RETROSPECTIVE RECRUITMENT

One of the primary methods used by secret societies to conceal their actual origins, retrospective recruitment was defined and satirized by a famous passage in Ambrose Bierce’s Devil’s Dictionary of 1911:

Freemasons, n. An order with secret rites, grotesque ceremonies and fantastic costumes, which, originating in the reign of Charles II, among working artisans of London, has been joined successively by the dead of past centuries in unbroken retrogression until now it embraces all the generations of man on the hither side of Adam and is drumming up distinguished recruits among the pre-Creational inhabitants of Chaos and the Formless Void.

The basic strategy of retrospective recruitment, as this suggests, is the same as that of the person of humble origins who claims descent from some famous monarch or aristocrat. Since few people have the resources to check the claim, and fewer still are likely to devote the time and effort to the task, such claims often go unchallenged even when they are clearly bogus. Secret societies can claim prestigious forebears with even less compunction, since it is all but impossible to prove conclusively that a given public figure in the past did not belong to some secret society or another; a complete lack of evidence, after all, just shows how assiduously the person in question kept his oath of secrecy.

Such considerations have made it easy for some recently founded secret societies to claim roots reaching back hundreds or even thousands of years. One of the most widely publicized claims of this sort has been circulated by (and on behalf of) the Priory of Sion, a French secret society founded in 1956. Similar historical imagination shaped the pedigree of the Ancient Mystical Order Rosae Crucis (AMORC), an American Rosicrucian secret society founded in 1925; AMORC claimed the “heretic pharaoh” Ahkenaten, among others, in its list of forebears. See Akhenaten; Ancient Mystical Order Rosae Crucis (AMORC); Leonardo da Vinci; Priory of Sion.

While retrospective recruitment functions mostly as an advertising gimmick nowadays, it was more important in the eighteenth and nineteenth centuries, when the Masonic custom of requiring a lodge to be chartered by a grand lodge was standard practice throughout the world of European secret societies. Innovators who devised new secret societies thus had to invent a lineage for themselves in order to gain acceptance for their creations. Romantic origin stories played a crucial role in this process, but retrospective recruitment also saw much use. See origin stories.

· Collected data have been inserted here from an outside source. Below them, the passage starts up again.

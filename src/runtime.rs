//! Scheduler context.
//!
//! A [`Runtime`] owns everything units share: the batch registry and its
//! scheduler, the host, and the keyed directory. Nothing is global unless you
//! ask for [`Runtime::global`]; tests and embedders can build as many isolated
//! runtimes as they like.

use std::sync::atomic::{AtomicU64, Ordering};
use std::sync::{Arc, LazyLock, Weak};

use tracing::debug;

use crate::config::{KeyedConfig, UnitConfig};
use crate::error::Result;
use crate::host::{DirectHost, Host};
use crate::registry::{Directory, DirectoryEntry, UnitId};
use crate::scheduler::Scheduler;
use crate::unit::Unit;

/// Prefix of generated unit keys.
pub const DEFAULT_KEY_PREFIX: &str = "offstage-";

static GLOBAL: LazyLock<Runtime> = LazyLock::new(Runtime::new);

/// Shared scheduling context for a group of units. Cloning is cheap.
#[derive(Clone)]
pub struct Runtime {
    inner: Arc<RuntimeInner>,
}

struct RuntimeInner {
    scheduler: Scheduler,
    directory: Directory,
    key_prefix: String,
    next_unit: AtomicU64,
}

/// Weak handle to a [`Runtime`], used by background drivers so they do not
/// keep it alive.
#[derive(Clone)]
pub struct WeakRuntime {
    inner: Weak<RuntimeInner>,
}

impl WeakRuntime {
    /// The runtime, if it still exists.
    pub fn upgrade(&self) -> Option<Runtime> {
        self.inner.upgrade().map(|inner| Runtime { inner })
    }
}

/// Builder for [`Runtime`].
///
/// ```ignore
/// let runtime = Runtime::builder()
///     .key_prefix("model-")
///     .host(MyHost::default())
///     .build();
/// ```
pub struct RuntimeBuilder {
    key_prefix: String,
    host: Box<dyn Host>,
}

impl Default for RuntimeBuilder {
    fn default() -> Self {
        Self {
            key_prefix: DEFAULT_KEY_PREFIX.to_owned(),
            host: Box::new(DirectHost),
        }
    }
}

impl RuntimeBuilder {
    /// Prefix for keys generated for units created without one.
    ///
    /// Default: `"offstage-"`
    pub fn key_prefix(mut self, prefix: impl Into<String>) -> Self {
        self.key_prefix = prefix.into();
        self
    }

    /// Host that executes batches.
    ///
    /// Default: [`DirectHost`]
    pub fn host(mut self, host: impl Host) -> Self {
        self.host = Box::new(host);
        self
    }

    /// Build the runtime.
    pub fn build(self) -> Runtime {
        Runtime {
            inner: Arc::new(RuntimeInner {
                scheduler: Scheduler::new(self.host),
                directory: Directory::default(),
                key_prefix: self.key_prefix,
                next_unit: AtomicU64::new(0),
            }),
        }
    }
}

impl Default for Runtime {
    fn default() -> Self {
        Self::new()
    }
}

impl Runtime {
    /// Runtime with the default host and key prefix.
    pub fn new() -> Self {
        Self::builder().build()
    }

    /// Start configuring a runtime.
    pub fn builder() -> RuntimeBuilder {
        RuntimeBuilder::default()
    }

    /// Process-wide runtime, created on first use and never torn down.
    pub fn global() -> &'static Runtime {
        &GLOBAL
    }

    /// Create a unit on this runtime. Shorthand for [`Unit::new`].
    pub fn unit<A, T, F>(&self, computation: F, config: UnitConfig<T>) -> Unit<A, T>
    where
        A: Send + Sync + 'static,
        T: Clone + PartialEq + Send + Sync + 'static,
        F: FnMut(&A) -> T + Send + 'static,
    {
        Unit::new(self, computation, config)
    }

    /// Shared unit for `config`'s key.
    ///
    /// The first call for a key creates the unit (keyed by that same string),
    /// subscribes the optional `on_update` listener, and arranges for the
    /// entry to disappear when the unit unmounts. Later calls return the same
    /// unit after rebinding it to `computation`; their other options are
    /// ignored.
    ///
    /// Fails with [`Error::TypeMismatch`](crate::Error::TypeMismatch) if the
    /// key is held by a unit with different argument or result types.
    pub fn keyed<A, T, F>(&self, config: impl Into<KeyedConfig<T>>, computation: F) -> Result<Unit<A, T>>
    where
        A: Send + Sync + 'static,
        T: Clone + PartialEq + Send + Sync + 'static,
        F: FnMut(&A) -> T + Send + 'static,
    {
        let KeyedConfig {
            key,
            on_update,
            unit: unit_config,
        } = config.into();
        let directory = &self.inner.directory;

        if let Some(existing) = directory.get(&key) {
            let unit = existing.downcast::<A, T>(&key)?;
            unit.rebind(computation);
            return Ok(unit);
        }

        let candidate = Unit::new(self, computation, unit_config.key(key.clone()));
        let stored = directory.get_or_insert(&key, DirectoryEntry::new(candidate.clone()));
        if stored.unit() != candidate.id() {
            // Another caller registered the key first; keep theirs
            let unit = stored.downcast::<A, T>(&key)?;
            unit.adopt_computation(&candidate);
            return Ok(unit);
        }

        if let Some(on_update) = on_update {
            candidate.subscribe(move |value| on_update(value));
        }
        let runtime = self.downgrade();
        let unit_id = candidate.id();
        candidate.on_unmount(move || {
            if let Some(runtime) = runtime.upgrade() {
                runtime.inner.directory.remove_unit(&key, unit_id);
            }
        });
        debug!(unit = candidate.key(), "keyed unit registered");
        Ok(candidate)
    }

    /// Run the queued deferred pass now. Returns `false` if none was queued.
    ///
    /// This is the caller's microtask checkpoint: call it after the code that
    /// triggered deferrals has finished, or let a [`FlushLoop`](crate::FlushLoop)
    /// do it.
    pub fn flush(&self) -> bool {
        self.inner.scheduler.flush()
    }

    /// Whether a deferred pass is waiting for [`flush`](Runtime::flush).
    pub fn is_flush_scheduled(&self) -> bool {
        self.inner.scheduler.is_flush_scheduled()
    }

    /// Whether a host pass or a transaction is in progress, i.e. whether
    /// non-forced mutations would be deferred right now.
    pub fn is_running(&self) -> bool {
        self.inner.scheduler.is_running()
    }

    /// Host passes executed so far.
    pub fn pass_count(&self) -> u64 {
        self.inner.scheduler.pass_count()
    }

    /// Number of descriptors in the current batch.
    pub fn pending_len(&self) -> usize {
        self.inner.scheduler.snapshot().len()
    }

    /// Keys of the current batch, in order.
    pub fn pending_keys(&self) -> Vec<String> {
        self.inner
            .scheduler
            .snapshot()
            .keys()
            .map(str::to_owned)
            .collect()
    }

    /// Number of units held by the keyed directory.
    pub fn directory_len(&self) -> usize {
        self.inner.directory.len()
    }

    /// Whether the keyed directory holds a unit for `key`.
    pub fn contains_key(&self, key: &str) -> bool {
        self.inner.directory.contains_key(key)
    }

    /// Whether both handles refer to the same runtime.
    pub fn ptr_eq(&self, other: &Runtime) -> bool {
        Arc::ptr_eq(&self.inner, &other.inner)
    }

    /// Weak handle that does not keep the runtime alive.
    pub fn downgrade(&self) -> WeakRuntime {
        WeakRuntime {
            inner: Arc::downgrade(&self.inner),
        }
    }

    pub(crate) fn scheduler(&self) -> &Scheduler {
        &self.inner.scheduler
    }

    pub(crate) fn next_unit_id(&self) -> UnitId {
        UnitId::new(self.inner.next_unit.fetch_add(1, Ordering::Relaxed))
    }

    pub(crate) fn generated_key(&self, id: UnitId) -> String {
        format!("{}{}", self.inner.key_prefix, id.get())
    }
}

impl std::fmt::Debug for Runtime {
    fn fmt(&self, f: &mut std::fmt::Formatter<'_>) -> std::fmt::Result {
        f.debug_struct("Runtime")
            .field("key_prefix", &self.inner.key_prefix)
            .field("pending", &self.pending_len())
            .field("directory", &self.directory_len())
            .field("passes", &self.pass_count())
            .finish()
    }
}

Some of the most influential secret societies in modern history equipped themselves with blatantly forged charters in order to meet this requirement. Martinez de Pasqually in 1767 founded the Elect Cohens, the fount of most contemporary French occult secret society traditions, on the basis of a charter allegedly issued by Bonnie Prince Charlie as “head of all Scottish Masonry,” while the Hermetic Order of the Golden Dawn was founded by a coterie of English Masonic occultists in 1887 using an equally bogus charter supposedly issued by a German adept in Nuremberg. This same logic drove the manufacture of imaginary “family traditions” by the creators of modern Wiccan and Pagan traditions in the second half of the twentieth century. While the wholesale manufacture of roots is not as necessary now as it once was, its value as a marketing tool remains high, and retrospective recruitment will probably remain a favored tactic in secret society circles for a long time to come. See Elect Cohens; Hermetic Order of the Golden Dawn; Wicca.